**RECORDS FOR THIS EXERCISE:**
╭──

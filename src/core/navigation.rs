//! Tab and section selection for the dashboard and the settings page.

/// Holds the active tag out of a fixed enumerated set.
///
/// `select` always succeeds; there are no guards and no history.
#[derive(Debug, Clone, Copy, Default, PartialEq, Eq)]
pub struct TabSelector<T> {
    current: T,
}

impl<T: Copy + PartialEq> TabSelector<T> {
    pub fn current(&self) -> T {
        self.current
    }

    pub fn is_active(&self, tag: T) -> bool {
        self.current == tag
    }

    pub fn select(&mut self, tag: T) {
        self.current = tag;
    }
}

#[derive(Debug, Clone, Copy, Default, PartialEq, Eq)]
pub enum DashboardTab {
    #[default]
    Overview,
    Projects,
    AiAssistant,
    Optimizer,
    Reports,
    Settings,
}

impl DashboardTab {
    pub fn as_str(&self) -> &'static str {
        match self {
            DashboardTab::Overview => "Dashboard",
            DashboardTab::Projects => "Projects",
            DashboardTab::AiAssistant => "AI Assistant",
            DashboardTab::Optimizer => "Optimizer",
            DashboardTab::Reports => "Reports",
            DashboardTab::Settings => "Settings",
        }
    }

    pub fn icon(&self) -> &'static str {
        match self {
            DashboardTab::Overview => "▦",
            DashboardTab::Projects => "▤",
            DashboardTab::AiAssistant => "✦",
            DashboardTab::Optimizer => "⚡",
            DashboardTab::Reports => "▥",
            DashboardTab::Settings => "⚙",
        }
    }

    pub fn all() -> Vec<DashboardTab> {
        vec![
            DashboardTab::Overview,
            DashboardTab::Projects,
            DashboardTab::AiAssistant,
            DashboardTab::Optimizer,
            DashboardTab::Reports,
            DashboardTab::Settings,
        ]
    }
}

#[derive(Debug, Clone, Copy, Default, PartialEq, Eq)]
pub enum SettingsSection {
    #[default]
    Profile,
    Notifications,
    Appearance,
    DataPrivacy,
    Integrations,
}

impl SettingsSection {
    pub fn as_str(&self) -> &'static str {
        match self {
            SettingsSection::Profile => "Profile",
            SettingsSection::Notifications => "Notifications",
            SettingsSection::Appearance => "Appearance",
            SettingsSection::DataPrivacy => "Data & Privacy",
            SettingsSection::Integrations => "Integrations",
        }
    }

    pub fn all() -> Vec<SettingsSection> {
        vec![
            SettingsSection::Profile,
            SettingsSection::Notifications,
            SettingsSection::Appearance,
            SettingsSection::DataPrivacy,
            SettingsSection::Integrations,
        ]
    }
}

/// Dashboard navigation: the active tab plus the slide-in sidebar flag.
#[derive(Debug, Clone, Copy, Default, PartialEq, Eq)]
pub struct DashboardNav {
    tabs: TabSelector<DashboardTab>,
    sidebar_open: bool,
}

impl DashboardNav {
    pub fn current(&self) -> DashboardTab {
        self.tabs.current()
    }

    pub fn is_active(&self, tab: DashboardTab) -> bool {
        self.tabs.is_active(tab)
    }

    pub fn sidebar_open(&self) -> bool {
        self.sidebar_open
    }

    /// Switches tab and closes the sidebar, whatever its previous state.
    pub fn select(&mut self, tab: DashboardTab) {
        self.tabs.select(tab);
        self.sidebar_open = false;
    }

    pub fn toggle_sidebar(&mut self) {
        self.sidebar_open = !self.sidebar_open;
    }

    pub fn close_sidebar(&mut self) {
        self.sidebar_open = false;
    }
}

#[cfg(test)]
mod tests {
    use super::*;

    #[test]
    fn initial_tab_is_overview_with_sidebar_closed() {
        let nav = DashboardNav::default();
        assert_eq!(nav.current(), DashboardTab::Overview);
        assert!(!nav.sidebar_open());
    }

    #[test]
    fn every_tab_is_reachable_from_every_tab() {
        for from in DashboardTab::all() {
            for to in DashboardTab::all() {
                let mut nav = DashboardNav::default();
                nav.select(from);
                nav.select(to);
                assert_eq!(nav.current(), to);
                assert!(nav.is_active(to));
            }
        }
    }

    #[test]
    fn selecting_closes_sidebar_regardless_of_prior_state() {
        for open_before in [false, true] {
            for next in DashboardTab::all() {
                let mut nav = DashboardNav::default();
                nav.select(DashboardTab::Projects);
                if open_before {
                    nav.toggle_sidebar();
                }
                assert_eq!(nav.sidebar_open(), open_before);
                nav.select(next);
                assert!(!nav.sidebar_open());
            }
        }
    }

    #[test]
    fn reselecting_current_tab_still_closes_sidebar() {
        let mut nav = DashboardNav::default();
        nav.toggle_sidebar();
        nav.select(DashboardTab::Overview);
        assert_eq!(nav.current(), DashboardTab::Overview);
        assert!(!nav.sidebar_open());
    }

    #[test]
    fn sidebar_toggle_and_close() {
        let mut nav = DashboardNav::default();
        nav.toggle_sidebar();
        assert!(nav.sidebar_open());
        nav.close_sidebar();
        assert!(!nav.sidebar_open());
        nav.close_sidebar();
        assert!(!nav.sidebar_open());
    }

    #[test]
    fn settings_sections_select_unconditionally() {
        let mut sections = TabSelector::<SettingsSection>::default();
        assert_eq!(sections.current(), SettingsSection::Profile);
        for section in SettingsSection::all().into_iter().rev() {
            sections.select(section);
            assert_eq!(sections.current(), section);
        }
    }
}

╰──

**PROBLEM TO WORK ON:** Show the lines of the listing above with "Appearance".

**ANSWER BOX:**
    Appearance,
            SettingsSection::Appearance => "Appearance",
            SettingsSection::Appearance,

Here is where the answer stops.